• **THE DATA**
//! # Illustration Request Flow
//!
//! Turns a [`Theme`] into a base image: one request to an image generation
//! service, first inline image part wins, and any failure falls back to the
//! theme's static preview.
//!
//! The service sits behind the [`ImageGenerator`] trait. [`gemini`] talks to
//! the real API; tests script their own implementations.
//!
//! ```
//! use tiabela::generate::{self, GenerationOutcome, Unconfigured};
//! use tiabela::catalog;
//!
//! # async fn example() {
//! let theme = catalog::featured_theme();
//! let outcome = generate::illustrate(&Unconfigured, theme).await;
//! assert!(matches!(outcome, GenerationOutcome::Fallback { .. }));
//! # }
//! ```

pub mod gemini;

pub use gemini::{GeminiConfig, GeminiGenerator};

use async_trait::async_trait;
use tracing::{debug, warn};

use crate::assets::BaseImage;
use crate::catalog::Theme;
use crate::error::StudioError;

/// Appended to every theme prompt.
pub const STYLE_DIRECTIVE: &str = " Professional coloring page, pure white background, black thick outlines only, no color, high resolution.";

/// Coloring pages are always square.
pub const ASPECT_RATIO: &str = "1:1";

/// One outbound generation call.
#[derive(Debug, Clone, PartialEq, Eq)]
pub struct GenerationRequest {
    pub prompt: String,
    pub aspect_ratio: String,
}

impl GenerationRequest {
    /// Theme prompt plus the fixed style directive.
    pub fn for_theme(theme: &Theme) -> Self {
        Self {
            prompt: format!("{}{}", theme.prompt, STYLE_DIRECTIVE),
            aspect_ratio: ASPECT_RATIO.to_string(),
        }
    }
}

/// A content part of a generation response.
#[derive(Debug, Clone, PartialEq, Eq)]
pub enum ContentPart {
    Text(String),
    InlineImage { mime_type: String, data: Vec<u8> },
}

/// Parts returned by the service, in order.
#[derive(Debug, Clone, PartialEq, Eq, Default)]
pub struct GenerationResponse {
    pub parts: Vec<ContentPart>,
}

impl GenerationResponse {
    /// The first part carrying inline image data. Later parts are ignored.
    pub fn first_image(&self) -> Option<BaseImage> {
        self.parts.iter().find_map(|part| match part {
            ContentPart::InlineImage { mime_type, data } => {
                Some(BaseImage::inline(mime_type.clone(), data.clone()))
            }
            ContentPart::Text(_) => None,
        })
    }
}

/// An external image generation capability.
#[async_trait]
pub trait ImageGenerator: Send + Sync {
    async fn generate(&self, request: &GenerationRequest) -> Result<GenerationResponse, StudioError>;
}

/// Generator used when no API key is configured. Every call fails, so every
/// selection ends on the theme preview.
#[derive(Debug, Clone, Copy, Default)]
pub struct Unconfigured;

#[async_trait]
impl ImageGenerator for Unconfigured {
    async fn generate(&self, _request: &GenerationRequest) -> Result<GenerationResponse, StudioError> {
        Err(StudioError::Config("No generation API key configured".to_string()))
    }
}

/// Result of one illustration flow. Exactly one image is active.
#[derive(Debug, Clone, PartialEq, Eq)]
pub enum GenerationOutcome {
    /// The service returned an image
    Generated(BaseImage),
    /// Generation failed; the theme preview stands in
    Fallback { image: BaseImage, reason: String },
}

impl GenerationOutcome {
    /// Fallback to the theme's preview image.
    pub fn fallback(theme: &Theme, reason: impl Into<String>) -> Self {
        GenerationOutcome::Fallback {
            image: BaseImage::url(theme.preview_url.clone()),
            reason: reason.into(),
        }
    }

    pub fn image(&self) -> &BaseImage {
        match self {
            GenerationOutcome::Generated(image) => image,
            GenerationOutcome::Fallback { image, .. } => image,
        }
    }

    pub fn into_image(self) -> BaseImage {
        match self {
            GenerationOutcome::Generated(image) => image,
            GenerationOutcome::Fallback { image, .. } => image,
        }
    }

    pub fn is_fallback(&self) -> bool {
        matches!(self, GenerationOutcome::Fallback { .. })
    }
}

/// Run the illustration flow for a theme.
///
/// Never fails: errors and image-less responses are logged and folded into
/// [`GenerationOutcome::Fallback`].
pub async fn illustrate(generator: &dyn ImageGenerator, theme: &Theme) -> GenerationOutcome {
    let request = GenerationRequest::for_theme(theme);
    debug!(theme = %theme.id, "requesting illustration");

    let result = generator
        .generate(&request)
        .await
        .and_then(|response| response.first_image().ok_or(StudioError::NoImage));

    match result {
        Ok(image) => GenerationOutcome::Generated(image),
        Err(e) => {
            warn!(theme = %theme.id, error = %e, "illustration failed, using preview image");
            GenerationOutcome::fallback(theme, e.to_string())
        }
    }
}
#[cfg(test)]
mod tests {
    use super::*;

    const RED: Rgba<u8> = Rgba([0xef, 0x44, 0x44, 255]);
    const BLUE: Rgba<u8> = Rgba([0, 0, 255, 255]);

    fn solid(width: u32, height: u32, color: Rgba<u8>) -> DynamicImage {
        DynamicImage::ImageRgba8(RgbaImage::from_pixel(width, height, color))
    }

    fn stroke(surface: &mut DrawingSurface, from: (f32, f32), to: (f32, f32)) {
        surface.handle(PointerEvent::Down(Point::new(from.0, from.1)));
        surface.handle(PointerEvent::Move(Point::new(to.0, to.1)));
        surface.handle(PointerEvent::Up);
    }

    #[test]
    fn test_new_surface_is_background() {
        let surface = DrawingSurface::new(8, 4);
        assert_eq!((surface.width(), surface.height()), (8, 4));
        assert!(surface.raster().pixels().all(|p| p == &BACKGROUND));
    }

    #[test]
    fn test_move_without_down_paints_nothing() {
        let mut surface = DrawingSurface::new(32, 32);
        surface.handle(PointerEvent::Move(Point::new(16.0, 16.0)));
        assert!(surface.raster().pixels().all(|p| p == &BACKGROUND));
    }

    #[test]
    fn test_down_alone_paints_nothing() {
        let mut surface = DrawingSurface::new(32, 32);
        surface.handle(PointerEvent::Down(Point::new(16.0, 16.0)));
        assert!(surface.is_stroking());
        assert!(surface.raster().pixels().all(|p| p == &BACKGROUND));
    }

    #[test]
    fn test_up_without_stroke_is_noop() {
        let mut surface = DrawingSurface::new(32, 32);
        surface.handle(PointerEvent::Up);
        surface.handle(PointerEvent::Leave);
        assert!(!surface.is_stroking());
    }

    #[test]
    fn test_leave_ends_stroke() {
        let mut surface = DrawingSurface::new(64, 64);
        surface.handle(PointerEvent::Down(Point::new(5.0, 5.0)));
        surface.handle(PointerEvent::Leave);
        surface.handle(PointerEvent::Move(Point::new(60.0, 60.0)));
        assert_eq!(surface.pixel(30, 30), BACKGROUND);
    }

    #[test]
    fn test_polyline_stroke_commits_each_segment() {
        let mut surface = DrawingSurface::new(64, 64);
        surface.handle(PointerEvent::Down(Point::new(10.0, 10.0)));
        surface.handle(PointerEvent::Move(Point::new(50.0, 10.0)));
        surface.handle(PointerEvent::Move(Point::new(50.0, 50.0)));
        assert_eq!(surface.pixel(30, 10), RED);
        assert_eq!(surface.pixel(50, 30), RED);
        // The closing edge was never drawn
        assert_eq!(surface.pixel(30, 30), BACKGROUND);
    }

    #[test]
    fn test_eraser_paints_background() {
        let mut surface = DrawingSurface::new(64, 64);
        stroke(&mut surface, (0.0, 32.0), (64.0, 32.0));
        assert_eq!(surface.pixel(20, 32), RED);

        surface.set_brush(Brush {
            tool: Tool::Eraser,
            ..surface.brush()
        });
        stroke(&mut surface, (0.0, 32.0), (64.0, 32.0));
        assert_eq!(surface.pixel(20, 32), BACKGROUND);
    }

    #[test]
    fn test_bucket_fills_region() {
        let mut surface = DrawingSurface::new(32, 32);
        surface.set_brush(Brush {
            color: BLUE,
            tool: Tool::Bucket,
            width: 6,
        });
        surface.handle(PointerEvent::Down(Point::new(3.0, 3.0)));
        assert!(!surface.is_stroking());
        assert!(surface.raster().pixels().all(|p| p == &BLUE));
    }

    #[test]
    fn test_bucket_ignores_non_finite_seed() {
        let mut surface = DrawingSurface::new(32, 32);
        surface.set_brush(Brush {
            color: BLUE,
            tool: Tool::Bucket,
            width: 6,
        });
        surface.handle(PointerEvent::Down(Point::new(f32::NAN, 3.0)));
        surface.handle_input(&InputEvent::PointerDown { x: f32::NAN, y: f32::NAN });
        assert!(surface.raster().pixels().all(|p| p == &BACKGROUND));
    }

    #[test]
    fn test_base_image_waits_for_load() {
        let mut surface = DrawingSurface::new(40, 20);
        let pending = surface
            .set_base_image(Some(BaseImage::url("https://example.com/a.png")))
            .unwrap();
        assert!(!surface.is_base_loaded());
        assert_eq!(surface.pixel(10, 10), BACKGROUND);

        assert!(surface.complete_load(pending.token(), solid(4, 4, BLUE)));
        assert!(surface.is_base_loaded());
        assert!(surface.raster().pixels().all(|p| p == &BLUE));
    }

    #[test]
    fn test_stale_load_is_ignored() {
        let mut surface = DrawingSurface::new(40, 20);
        let first = surface
            .set_base_image(Some(BaseImage::url("https://example.com/a.png")))
            .unwrap();
        let second = surface
            .set_base_image(Some(BaseImage::url("https://example.com/b.png")))
            .unwrap();

        assert!(!surface.complete_load(first.token(), solid(4, 4, BLUE)));
        assert_eq!(surface.pixel(0, 0), BACKGROUND);
        assert!(surface.complete_load(second.token(), solid(4, 4, RED)));
        assert_eq!(surface.pixel(0, 0), RED);
    }

    #[test]
    fn test_same_base_image_is_noop() {
        let mut surface = DrawingSurface::new(16, 16);
        let image = BaseImage::url("https://example.com/a.png");
        let pending = surface.set_base_image(Some(image.clone())).unwrap();
        surface.complete_load(pending.token(), solid(2, 2, BLUE));
        assert!(surface.set_base_image(Some(image)).is_none());
        assert!(surface.is_base_loaded());
    }

    #[test]
    fn test_removing_base_image_shows_background() {
        let mut surface = DrawingSurface::new(16, 16);
        let pending = surface
            .set_base_image(Some(BaseImage::url("https://example.com/a.png")))
            .unwrap();
        surface.complete_load(pending.token(), solid(2, 2, BLUE));
        assert!(surface.set_base_image(None).is_none());
        assert!(surface.raster().pixels().all(|p| p == &BACKGROUND));
        assert!(!surface.complete_load(pending.token(), solid(2, 2, BLUE)));
    }

    #[test]
    fn test_transparent_base_image_composites_over_background() {
        let mut surface = DrawingSurface::new(8, 8);
        let pending = surface
            .set_base_image(Some(BaseImage::url("https://example.com/t.png")))
            .unwrap();
        surface.complete_load(pending.token(), solid(2, 2, Rgba([0, 0, 0, 0])));
        assert!(surface.raster().pixels().all(|p| p == &BACKGROUND));
    }

    #[test]
    fn test_to_png_decodes_back() {
        let mut surface = DrawingSurface::new(24, 12);
        stroke(&mut surface, (0.0, 6.0), (24.0, 6.0));
        let png = surface.to_png().unwrap();
        let decoded = image::load_from_memory(&png).unwrap().to_rgba8();
        assert_eq!(decoded.dimensions(), (24, 12));
        assert_eq!(decoded.get_pixel(12, 6), &RED);
    }

    #[test]
    fn test_zero_sized_surface() {
        let mut surface = DrawingSurface::new(0, 0);
        let pending = surface
            .set_base_image(Some(BaseImage::url("https://example.com/a.png")))
            .unwrap();
        assert!(surface.complete_load(pending.token(), solid(2, 2, BLUE)));
        stroke(&mut surface, (0.0, 0.0), (10.0, 10.0));
        assert_eq!(surface.raster().len(), 0);
    }
}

• **ASSIGNMENT**
Look through the records and gather each line with the word "reason".

• **SOLVED EXERCISE**
    Fallback { image: BaseImage, reason: String },
    pub fn fallback(theme: &Theme, reason: impl Into<String>) -> Self {
            reason: reason.into(),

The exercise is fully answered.